J Int Med Res. 2000;28 Suppl 1:13A-24A.

Abstract

Studies evaluating short-course therapy have focused on prevalent infections with demonstrable aetiology. Metaanalyses of clinical trials demonstrate that uncomplicated acute otitis media in children can be successfully treated with a 5-day course of cefuroxime axetil. In the treatment of tonsillopharyngitis, 4 - 5-day courses of oral cephalosporins compared favourably with the standard 10-day penicillin V regimen.

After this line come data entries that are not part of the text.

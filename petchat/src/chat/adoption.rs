//! Adoption request state machine with a durable local cache.
//!
//! An adoption request addressed to the local user starts `Pending`. The
//! receiver may confirm it (the pet goes to the requester) or cancel it.
//! Confirmed message ids and adopted pet ids are written through to a
//! [`KeyValueStore`] so a restarted client does not offer the actions
//! again; server-side `confirmed` flags seen in history are merged into
//! the same sets. Entries are only ever added.

use std::collections::HashSet;

use petchat_proto::message::{ChatMessage, MessageId, PetId, UserId};
use serde::Serialize;
use serde::de::DeserializeOwned;

use crate::storage::{KeyValueStore, StorageError};

/// Storage key of the confirmed adoption message ids.
pub const CONFIRMED_MESSAGES_KEY: &str = "confirmedMessageIds";
/// Storage key of the adopted pet ids.
pub const ADOPTED_PETS_KEY: &str = "adoptedPetIds";

/// Where an adoption request stands from the receiver's point of view.
#[derive(Debug, Clone, Copy, PartialEq, Eq)]
pub enum AdoptionState {
    /// Not an adoption request, or not addressed to the local user.
    NotApplicable,
    /// Awaiting the receiver's decision.
    Pending,
    /// Accepted; the pet is adopted.
    Confirmed,
    /// Withdrawn by the receiver in this session.
    Cancelled,
    /// The pet was already adopted through another request.
    PetUnavailable,
}

impl AdoptionState {
    /// Whether confirm and cancel are on offer.
    #[must_use]
    pub const fn is_actionable(self) -> bool {
        matches!(self, Self::Pending)
    }
}

/// Why an adoption action was refused.
#[derive(Debug, Clone, PartialEq, Eq, thiserror::Error)]
pub enum AdoptionError {
    /// The message is not an adoption request.
    #[error("message {0} is not an adoption request")]
    NotAnAdoptionRequest(MessageId),

    /// Only the addressee of a request may answer it.
    #[error("only the receiver of request {0} can answer it")]
    NotReceiver(MessageId),

    /// The request names no pet.
    #[error("adoption request {0} does not name a pet")]
    MissingPet(MessageId),

    /// The pet has already been adopted.
    #[error("pet {0} has already been adopted")]
    AlreadyAdopted(PetId),

    /// The request was already confirmed.
    #[error("adoption request {0} was already confirmed")]
    AlreadyConfirmed(MessageId),

    /// The request was already cancelled.
    #[error("adoption request {0} was already cancelled")]
    AlreadyCancelled(MessageId),
}

/// Tracks adoption decisions and mirrors them into durable storage.
pub struct AdoptionTracker<K: KeyValueStore> {
    storage: K,
    confirmed: HashSet<MessageId>,
    adopted: HashSet<PetId>,
    cancelled: HashSet<MessageId>,
}

impl<K: KeyValueStore> AdoptionTracker<K> {
    /// Load the cached sets from `storage`.
    ///
    /// Unreadable or corrupt entries are logged and treated as empty.
    pub fn load(storage: K) -> Self {
        let confirmed = read_set(&storage, CONFIRMED_MESSAGES_KEY);
        let adopted = read_set(&storage, ADOPTED_PETS_KEY);
        tracing::debug!(
            confirmed = confirmed.len(),
            adopted = adopted.len(),
            "adoption cache loaded"
        );
        Self {
            storage,
            confirmed,
            adopted,
            cancelled: HashSet::new(),
        }
    }

    /// State of `message` for the local user `me`.
    #[must_use]
    pub fn state(&self, message: &ChatMessage, me: UserId) -> AdoptionState {
        if !message.kind.is_adoption_request() || message.receiver_id != me {
            return AdoptionState::NotApplicable;
        }
        if self.is_confirmed(message) {
            return AdoptionState::Confirmed;
        }
        if self.cancelled.contains(&message.id) {
            return AdoptionState::Cancelled;
        }
        match message.kind.pet_id() {
            Some(pet) if self.adopted.contains(&pet) => AdoptionState::PetUnavailable,
            _ => AdoptionState::Pending,
        }
    }

    /// Whether the server flag or the local cache marks `message` confirmed.
    #[must_use]
    pub fn is_confirmed(&self, message: &ChatMessage) -> bool {
        message.is_confirmed() || self.confirmed.contains(&message.id)
    }

    /// Whether `pet` has been adopted.
    #[must_use]
    pub fn is_adopted(&self, pet: PetId) -> bool {
        self.adopted.contains(&pet)
    }

    /// Check that `me` may confirm `message`; returns the pet it names.
    ///
    /// # Errors
    ///
    /// Returns the [`AdoptionError`] describing the first failed guard.
    pub fn check_confirm(&self, message: &ChatMessage, me: UserId) -> Result<PetId, AdoptionError> {
        self.check_open(message, me)
    }

    /// Check that `me` may cancel `message`; returns the pet it names.
    ///
    /// # Errors
    ///
    /// Returns the [`AdoptionError`] describing the first failed guard.
    pub fn check_cancel(&self, message: &ChatMessage, me: UserId) -> Result<PetId, AdoptionError> {
        self.check_open(message, me)
    }

    /// Both actions need an open request addressed to `me` naming a pet
    /// that is still available.
    fn check_open(&self, message: &ChatMessage, me: UserId) -> Result<PetId, AdoptionError> {
        if !message.kind.is_adoption_request() {
            return Err(AdoptionError::NotAnAdoptionRequest(message.id));
        }
        if message.receiver_id != me {
            return Err(AdoptionError::NotReceiver(message.id));
        }
        let pet = message
            .kind
            .pet_id()
            .ok_or(AdoptionError::MissingPet(message.id))?;
        if self.is_confirmed(message) {
            return Err(AdoptionError::AlreadyConfirmed(message.id));
        }
        if self.cancelled.contains(&message.id) {
            return Err(AdoptionError::AlreadyCancelled(message.id));
        }
        if self.adopted.contains(&pet) {
            return Err(AdoptionError::AlreadyAdopted(pet));
        }
        Ok(pet)
    }

    /// Record a successful confirmation and persist both sets.
    ///
    /// The in-memory state is updated even when persisting fails.
    ///
    /// # Errors
    ///
    /// Returns a [`StorageError`] if the cache could not be written.
    pub fn record_confirmed(&mut self, message: MessageId, pet: PetId) -> Result<(), StorageError> {
        self.confirmed.insert(message);
        self.adopted.insert(pet);
        self.persist()
    }

    /// Record a cancellation for this session.
    pub fn record_cancelled(&mut self, message: MessageId) {
        self.cancelled.insert(message);
    }

    /// A message known under the placeholder `previous` now has the server
    /// id `current`. Decisions taken on the placeholder move over, and a
    /// confirmation becomes durable.
    pub fn rekey(&mut self, previous: MessageId, current: MessageId) {
        if previous == current || current.is_local() {
            return;
        }
        if self.cancelled.remove(&previous) {
            self.cancelled.insert(current);
        }
        if self.confirmed.remove(&previous) {
            self.confirmed.insert(current);
            if let Err(e) = self.persist() {
                tracing::warn!(%current, err = %e, "could not persist rekeyed confirmation");
            }
            tracing::debug!(%previous, %current, "confirmation moved to server id");
        }
    }

    /// Merge server-confirmed requests from `history` into the cache.
    ///
    /// Confirmations taken on a placeholder id are moved to the server id
    /// the history carries for the same `clientId`. Returns how many new
    /// confirmations were learned. Only writes to storage when either set
    /// changed.
    pub fn reconcile(&mut self, history: &[ChatMessage]) -> usize {
        for msg in history.iter().filter(|m| !m.id.is_local()) {
            if let Some(client_id) = msg.client_id {
                self.rekey(MessageId::Local(client_id), msg.id);
            }
        }

        let mut learned = 0;
        let mut changed = false;
        for msg in history
            .iter()
            .filter(|m| m.kind.is_adoption_request() && m.is_confirmed())
        {
            if !msg.id.is_local() && self.confirmed.insert(msg.id) {
                learned += 1;
                changed = true;
            }
            if let Some(pet) = msg.kind.pet_id() {
                changed |= self.adopted.insert(pet);
            }
        }
        if changed {
            if let Err(e) = self.persist() {
                tracing::warn!(err = %e, "could not persist reconciled adoption cache");
            }
            tracing::debug!(learned, "adoption cache reconciled with history");
        }
        learned
    }

    fn persist(&self) -> Result<(), StorageError> {
        let mut ids: Vec<i64> = self.confirmed.iter().filter_map(MessageId::server).collect();
        ids.sort_unstable();
        let mut pets: Vec<PetId> = self.adopted.iter().copied().collect();
        pets.sort_unstable();
        write_list(&self.storage, CONFIRMED_MESSAGES_KEY, &ids)?;
        write_list(&self.storage, ADOPTED_PETS_KEY, &pets)
    }
}

fn read_set<K, T>(storage: &K, key: &str) -> HashSet<T>
where
    K: KeyValueStore,
    T: DeserializeOwned + Eq + std::hash::Hash,
{
    let raw = match storage.get(key) {
        Ok(Some(raw)) => raw,
        Ok(None) => return HashSet::new(),
        Err(e) => {
            tracing::warn!(key, err = %e, "could not read adoption cache");
            return HashSet::new();
        }
    };
    match serde_json::from_str::<Vec<T>>(&raw) {
        Ok(items) => items.into_iter().collect(),
        Err(e) => {
            tracing::warn!(key, err = %e, "ignoring corrupt adoption cache entry");
            HashSet::new()
        }
    }
}

fn write_list<K: KeyValueStore, T: Serialize>(
    storage: &K,
    key: &str,
    items: &[T],
) -> Result<(), StorageError> {
    storage.set(key, &serde_json::to_string(items)?)
}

The clinical cure rate and the bacteriological eradication rate were both significantly higher for cephalosporins than for penicillin V. Bacteriological failure rates for cephalosporins were about half those for penicillin. In studies on acute bacterial exacerbations of chronic bronchitis, no difference in the clinical cure rates or relapse rates was found between short-course therapy using cephalosporins and standard courses. The short courses had the advantage of improved gastrointestinal tolerance compared with longer durations of treatment. The results suggest that new short-course dosing regimens are viable and may be favourable in terms of increased tolerability, reduction in healthcare costs, enhanced patient compliance and the control of the development of antibiotic resistance.

摘要

评估短程疗法的研究主要集中在病因明确的常见感染上。临床试验的荟萃分析表明,儿童单纯性急性中耳炎采用5天疗程的头孢呋辛酯可成功治愈。在治疗扁桃体咽炎方面,口服头孢菌素4 - 5天疗程与标准的10天青霉素V疗程相比效果良好。头孢菌素的临床治愈率和细菌清除率均显著高于青霉素V。头孢菌素的细菌学失败率约为青霉素的一半。在慢性支气管炎急性细菌加重的研究中,使用头孢菌素的短程疗法与标准疗程在临床治愈率或复发率方面没有差异。与较长疗程相比,短疗程在胃肠道耐受性方面具有优势。结果表明,新的短程给药方案是可行的,在提高耐受性、降低医疗成本、增强患者依从性以及控制抗生素耐药性发展方面可能具有优势。